My Letter To You
Dreams.
I have a lot of dreams in life. I wonder how other people live, how they are raised by their family. I always ask myself "What do they have that I don't have?"though most of the times I am the only one who can answer it.
I never really experienced a very grand life, that I can remember. I live a life where I need to be content of only what I have and what I can afford to get. I live a life where I need to lie to be happy.
Pathetic but that is who I am. I feel like nobody care at all. Not my own parents, well except for my Dad. But then most of the time I am trying myself to shut down from any emotional drama. As possible I wanna keep myself far away from people so I don't get disappointed. People can see and can judge that I'm strong and as if I am always okay but I was so far from okay.
I am already suffering from it. It is so suffocating that I am having a hard time breathing. I always get rejected. To anything and everything. I was already in a point where I'm gonna destroy my own life. I had bad relationships and when I say bad as in bad. I was hoping that I can be loved by strangers and that they can give me a feeling of true happiness. I never got it instead I was suffering each and everyday to a point of losing my dignity.

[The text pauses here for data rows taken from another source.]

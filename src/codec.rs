//! On-disk framing of persisted series.
//!
//! A data file starts with [`MAGIC`] and is followed by records of
//! `key length (u16) | key | point count (u16) | points | crc32`, all
//! big-endian. The CRC-32 covers every preceding byte of its record.

use std::io::{self, Write};

use crate::{MetricKey, Point, POINT_SIZE};

pub const MAGIC: [u8; 4] = *b"PFS1";
pub const MAX_KEY_LEN: usize = u16::MAX as usize;
pub const MAX_RECORD_POINTS: usize = u16::MAX as usize;

pub fn encode_key(wtr: &mut impl Write, key: &MetricKey) -> io::Result<()> {
    let len = u16::try_from(key.len()).map_err(|_| {
        io::Error::new(
            io::ErrorKind::InvalidInput,
            format!("series key of {} bytes exceeds {MAX_KEY_LEN}", key.len()),
        )
    })?;
    wtr.write_all(&len.to_be_bytes())?;
    wtr.write_all(key.as_bytes())
}
pub fn encode_point(point: Point) -> [u8; POINT_SIZE] {
    let mut buf = [0; POINT_SIZE];
    buf[..8].copy_from_slice(&point.time.to_be_bytes());
    buf[8..].copy_from_slice(&point.value.to_be_bytes());
    buf
}
pub fn decode_point(buf: [u8; POINT_SIZE]) -> Point {
    let mut time = [0; 8];
    time.copy_from_slice(&buf[..8]);
    let mut value = [0; 8];
    value.copy_from_slice(&buf[8..]);
    Point {
        time: i64::from_be_bytes(time),
        value: f64::from_be_bytes(value),
    }
}

/// Checksums everything written through it.
struct Checksummed<'a, W> {
    wtr: &'a mut W,
    hasher: crc32fast::Hasher,
}
impl<W: Write> Write for Checksummed<'_, W> {
    fn write(&mut self, buf: &[u8]) -> io::Result<usize> {
        let n = self.wtr.write(buf)?;
        self.hasher.update(&buf[..n]);
        Ok(n)
    }
    fn flush(&mut self) -> io::Result<()> {
        self.wtr.flush()
    }
}

/// Writes `points` of one series, splitting them over as many records as
/// the point count field allows.
pub fn encode_series(wtr: &mut impl Write, key: &MetricKey, points: &[Point]) -> io::Result<()> {
    for chunk in points.chunks(MAX_RECORD_POINTS) {
        let mut record = Checksummed {
            wtr: &mut *wtr,
            hasher: crc32fast::Hasher::new(),
        };
        encode_key(&mut record, key)?;
        let count = u16::try_from(chunk.len()).map_err(|_| io::ErrorKind::InvalidInput)?;
        record.write_all(&count.to_be_bytes())?;
        for point in chunk {
            record.write_all(&encode_point(*point))?;
        }
        let crc = record.hasher.finalize();
        wtr.write_all(&crc.to_be_bytes())?;
    }
    Ok(())
}

/// Reads the next record into `key` and `points`.
///
/// Returns `false` at a clean end of input. A record cut short is reported as
/// [`io::ErrorKind::UnexpectedEof`], a checksum mismatch as
/// [`io::ErrorKind::InvalidData`].
pub async fn decode_record<R>(
    rdr: &mut R,
    key: &mut MetricKey,
    points: &mut Vec<Point>,
) -> io::Result<bool>
where
    R: tokio::io::AsyncRead + Unpin,
{
    use tokio::io::AsyncReadExt;
    let mut len = [0; 2];
    if rdr.read(&mut len[..1]).await? == 0 {
        return Ok(false);
    }
    rdr.read_exact(&mut len[1..]).await?;
    let mut hasher = crc32fast::Hasher::new();
    hasher.update(&len);
    let len = u16::from_be_bytes(len);
    let mut buf = std::mem::take(key).into_bytes();
    buf.clear();
    buf.resize(usize::from(len), 0);
    rdr.read_exact(&mut buf).await?;
    hasher.update(&buf);

    let mut count = [0; 2];
    rdr.read_exact(&mut count).await?;
    hasher.update(&count);
    points.clear();
    for _ in 0..u16::from_be_bytes(count) {
        let mut point = [0; POINT_SIZE];
        rdr.read_exact(&mut point).await?;
        hasher.update(&point);
        points.push(decode_point(point));
    }
    if rdr.read_u32().await? != hasher.finalize() {
        return Err(io::Error::new(
            io::ErrorKind::InvalidData,
            "record checksum mismatch",
        ));
    }
    *key = String::from_utf8(buf).map_err(|e| io::Error::new(io::ErrorKind::InvalidData, e))?;
    Ok(true)
}

#[cfg(test)]
mod tests {
    use super::*;

    #[tokio::test]
    async fn test_record_layout() {
        let mut buf = vec![];
        let key = MetricKey::from("up");
        encode_series(&mut buf, &key, &[Point { time: 1, value: 0.5 }]).unwrap();
        assert_eq!(&buf[..2], &[0, 2]);
        assert_eq!(&buf[2..4], b"up");
        assert_eq!(&buf[4..6], &[0, 1]);
        assert_eq!(buf.len(), 6 + POINT_SIZE + 4);
        let crc = crc32fast::hash(&buf[..6 + POINT_SIZE]);
        assert_eq!(&buf[6 + POINT_SIZE..], &crc.to_be_bytes());

        let mut rdr = &buf[..];
        let mut decoded_key = MetricKey::new();
        let mut decoded = vec![];
        assert!(decode_record(&mut rdr, &mut decoded_key, &mut decoded)
            .await
            .unwrap());
        assert_eq!(decoded_key, "up");
        assert_eq!(decoded, vec![Point { time: 1, value: 0.5 }]);
        assert!(!decode_record(&mut rdr, &mut decoded_key, &mut decoded)
            .await
            .unwrap());
    }

    #[tokio::test]
    async fn test_large_series_spans_records() {
        let points: Vec<_> = (0..MAX_RECORD_POINTS as i64 + 10)
            .map(|time| Point {
                time,
                value: time as f64,
            })
            .collect();
        let mut buf = vec![];
        encode_series(&mut buf, &"big".to_string(), &points).unwrap();

        let mut rdr = &buf[..];
        let mut key = MetricKey::new();
        let mut decoded = vec![];
        let mut records = 0;
        let mut chunk = vec![];
        while decode_record(&mut rdr, &mut key, &mut chunk).await.unwrap() {
            records += 1;
            assert_eq!(key, "big");
            decoded.extend_from_slice(&chunk);
        }
        assert_eq!(records, 2);
        assert_eq!(decoded, points);
    }

    #[tokio::test]
    async fn test_truncated_record() {
        let mut buf = vec![];
        let points = [Point { time: 7, value: 1.0 }, Point { time: 8, value: 2.0 }];
        encode_series(&mut buf, &"a".to_string(), &points).unwrap();
        buf.truncate(buf.len() - 3);

        let mut rdr = &buf[..];
        let mut key = MetricKey::new();
        let mut decoded = vec![];
        let err = decode_record(&mut rdr, &mut key, &mut decoded)
            .await
            .unwrap_err();
        assert_eq!(err.kind(), io::ErrorKind::UnexpectedEof);
    }

    #[tokio::test]
    async fn test_corrupt_record() {
        let mut buf = vec![];
        encode_series(&mut buf, &"a".to_string(), &[Point { time: 7, value: 1.0 }]).unwrap();
        buf[5] ^= 1;

        let mut rdr = &buf[..];
        let mut key = MetricKey::new();
        let mut decoded = vec![];
        let err = decode_record(&mut rdr, &mut key, &mut decoded)
            .await
            .unwrap_err();
        assert_eq!(err.kind(), io::ErrorKind::InvalidData);
    }

    #[test]
    fn test_oversized_key() {
        let key = "k".repeat(MAX_KEY_LEN + 1);
        let err = encode_key(&mut Vec::new(), &key).unwrap_err();
        assert_eq!(err.kind(), io::ErrorKind::InvalidInput);
    }
}
use tracing::{debug, warn};

use crate::{
    storage::{AppendError, SeriesStorage},
    Sample,
};

/// Outcome counts of writing one batch.
#[derive(Debug, Default, Clone, Copy, PartialEq, Eq)]
pub struct Tally {
    pub attempted: usize,
    pub appended: usize,
    pub out_of_order: usize,
    pub duplicates: usize,
    pub other: usize,
}
impl Tally {
    pub fn discarded(&self) -> usize {
        self.out_of_order + self.duplicates + self.other
    }
}

/// Totals over a whole ingestion run.
#[derive(Debug, Default, Clone, Copy, PartialEq, Eq)]
pub struct IngestStats {
    pub batches: usize,
    pub decode_failures: usize,
    pub samples: Tally,
}
impl IngestStats {
    pub fn record(&mut self, tally: &Tally) {
        let total = &mut self.samples;
        total.attempted += tally.attempted;
        total.appended += tally.appended;
        total.out_of_order += tally.out_of_order;
        total.duplicates += tally.duplicates;
        total.other += tally.other;
    }
}

/// Appends every sample once, in order. A failed sample is logged and
/// dropped; it never stops the rest of the batch.
pub fn write_all(storage: &mut impl SeriesStorage, samples: &[Sample]) -> Tally {
    let mut tally = Tally::default();
    for sample in samples {
        tally.attempted += 1;
        let Err(e) = storage.append(sample) else {
            tally.appended += 1;
            continue;
        };
        match e {
            AppendError::OutOfOrder => {
                tally.out_of_order += 1;
                debug!(sample = %sample, error = %e, "sample discarded");
            }
            AppendError::DuplicateTimestamp => {
                tally.duplicates += 1;
                debug!(sample = %sample, error = %e, "sample discarded");
            }
            AppendError::Other(_) => {
                tally.other += 1;
                warn!(sample = %sample, error = %e, "sample discarded");
            }
        }
    }
    tally
}

#[cfg(test)]
mod tests {
    use super::*;
    use crate::Metric;

    /// Answers appends from a script keyed by metric name.
    #[derive(Default)]
    struct Scripted {
        appended: Vec<String>,
        attempts: Vec<String>,
    }
    impl SeriesStorage for Scripted {
        async fn start(&mut self) -> anyhow::Result<()> {
            Ok(())
        }
        async fn stop(&mut self) -> anyhow::Result<()> {
            Ok(())
        }
        fn append(&mut self, sample: &Sample) -> Result<(), AppendError> {
            let name = sample.metric.name().to_string();
            self.attempts.push(name.clone());
            match name.as_str() {
                "a" => Err(AppendError::OutOfOrder),
                "b" => Err(AppendError::DuplicateTimestamp),
                "x" => Err(AppendError::Other("disk on fire".into())),
                _ => {
                    self.appended.push(name);
                    Ok(())
                }
            }
        }
        fn needs_throttling(&self) -> bool {
            false
        }
    }

    fn samples(names: &[&str]) -> Vec<Sample> {
        names
            .iter()
            .map(|name| Sample {
                metric: Metric::new(*name),
                value: 1.0,
                time: 1,
            })
            .collect()
    }

    #[test]
    fn test_failures_are_classified() {
        let mut storage = Scripted::default();
        let tally = write_all(&mut storage, &samples(&["a", "b", "c"]));
        assert_eq!(
            tally,
            Tally {
                attempted: 3,
                appended: 1,
                out_of_order: 1,
                duplicates: 1,
                other: 0,
            }
        );
        assert_eq!(storage.attempts, vec!["a", "b", "c"]);
        assert_eq!(storage.appended, vec!["c"]);
    }

    #[test]
    fn test_failure_does_not_abort_batch() {
        let mut storage = Scripted::default();
        let tally = write_all(&mut storage, &samples(&["x", "c", "x", "d"]));
        assert_eq!(tally.other, 2);
        assert_eq!(tally.discarded(), 2);
        assert_eq!(storage.appended, vec!["c", "d"]);
    }

    #[test]
    fn test_stats_accumulate_across_batches() {
        let mut stats = IngestStats::default();
        let mut storage = Scripted::default();
        stats.record(&write_all(&mut storage, &samples(&["a", "c"])));
        stats.record(&write_all(&mut storage, &samples(&["a", "b"])));
        assert_eq!(stats.samples.attempted, 4);
        assert_eq!(stats.samples.appended, 1);
        assert_eq!(stats.samples.out_of_order, 2);
        assert_eq!(stats.samples.duplicates, 1);
    }
}
pub mod buf;
pub mod codec;
pub mod config;
pub mod exposition;
pub mod metric;
pub mod pipeline;
pub mod storage;
pub mod throttle;
pub mod write;

use std::{
    fmt,
    time::{SystemTime, UNIX_EPOCH},
};

pub use metric::Metric;

pub type MetricKey = String;

/// Milliseconds since the Unix epoch.
pub type Time = i64;

pub const METRIC_NAME_LABEL: &str = "__name__";

#[derive(Debug, Clone, PartialEq)]
pub struct Sample {
    pub metric: Metric,
    pub value: f64,
    pub time: Time,
}
impl fmt::Display for Sample {
    fn fmt(&self, f: &mut fmt::Formatter<'_>) -> fmt::Result {
        write!(f, "{} => {} @{}", self.metric, self.value, self.time)
    }
}

/// One stored value of a series.
#[derive(Debug, Clone, Copy, PartialEq)]
pub struct Point {
    pub time: Time,
    pub value: f64,
}
pub const POINT_SIZE: usize = 16;

pub fn now_millis() -> Time {
    let since_epoch = SystemTime::now()
        .duration_since(UNIX_EPOCH)
        .unwrap_or_default();
    Time::try_from(since_epoch.as_millis()).unwrap_or(Time::MAX)
}
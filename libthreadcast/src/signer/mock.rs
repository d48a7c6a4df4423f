//! In-process signer authority for tests

use async_trait::async_trait;
use std::collections::HashMap;
use std::sync::atomic::{AtomicUsize, Ordering};
use std::sync::Mutex;

use super::{RemoteSignerState, RemoteSignerStatus, SignedKeyRequest, SignerAuthority, SignerSubmission};
use crate::error::PlatformError;
use crate::platforms::AdapterResult;

/// Issues sequential tokens and reports whatever state the test sets
#[derive(Default)]
pub struct MockAuthority {
    submitted: Mutex<Vec<SignedKeyRequest>>,
    states: Mutex<HashMap<String, RemoteSignerState>>,
    submit_error: Mutex<Option<PlatformError>>,
    fetches: AtomicUsize,
}

impl MockAuthority {
    pub fn new() -> Self {
        Self::default()
    }

    /// Make every following submission fail
    pub fn fail_submissions(&self, error: PlatformError) {
        if let Ok(mut slot) = self.submit_error.lock() {
            *slot = Some(error);
        }
    }

    pub fn set_state(&self, approval_token: &str, state: RemoteSignerState) {
        if let Ok(mut states) = self.states.lock() {
            states.insert(approval_token.to_string(), state);
        }
    }

    pub fn submitted(&self) -> Vec<SignedKeyRequest> {
        self.submitted.lock().map(|s| s.clone()).unwrap_or_default()
    }

    pub fn fetch_count(&self) -> usize {
        self.fetches.load(Ordering::SeqCst)
    }
}

#[async_trait]
impl SignerAuthority for MockAuthority {
    async fn submit_signed_key_request(
        &self,
        request: &SignedKeyRequest,
    ) -> AdapterResult<SignerSubmission> {
        if let Some(error) = self.submit_error.lock().ok().and_then(|e| e.clone()) {
            return Err(error);
        }

        let mut submitted = self
            .submitted
            .lock()
            .map_err(|_| PlatformError::Network("mock poisoned".to_string()))?;
        submitted.push(request.clone());
        let token = format!("skr-{}", submitted.len());

        Ok(SignerSubmission {
            approval_link: format!("farcaster://signed-key-request?token={}", token),
            approval_token: token,
        })
    }

    async fn fetch_signed_key_request(
        &self,
        approval_token: &str,
    ) -> AdapterResult<RemoteSignerStatus> {
        self.fetches.fetch_add(1, Ordering::SeqCst);
        let state = self
            .states
            .lock()
            .ok()
            .and_then(|s| s.get(approval_token).copied())
            .unwrap_or(RemoteSignerState::Pending);

        Ok(RemoteSignerStatus {
            state,
            user_fid: None,
        })
    }
}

When my Dad died I never got to cry. I was trying but I can't shed any single tear from my eyes. For me, I was happy that he already finished everything here and that he won't feel those feeling that I am feeling. Weeks after he died, was when I realized that I don't have anyone to tap my back and tell me the things that I wanna hear. That I won't see him smile again. I was devastated.
I need someone who will accept me for who I am, someone that can be by my side. It was impossible for me to find someone like that.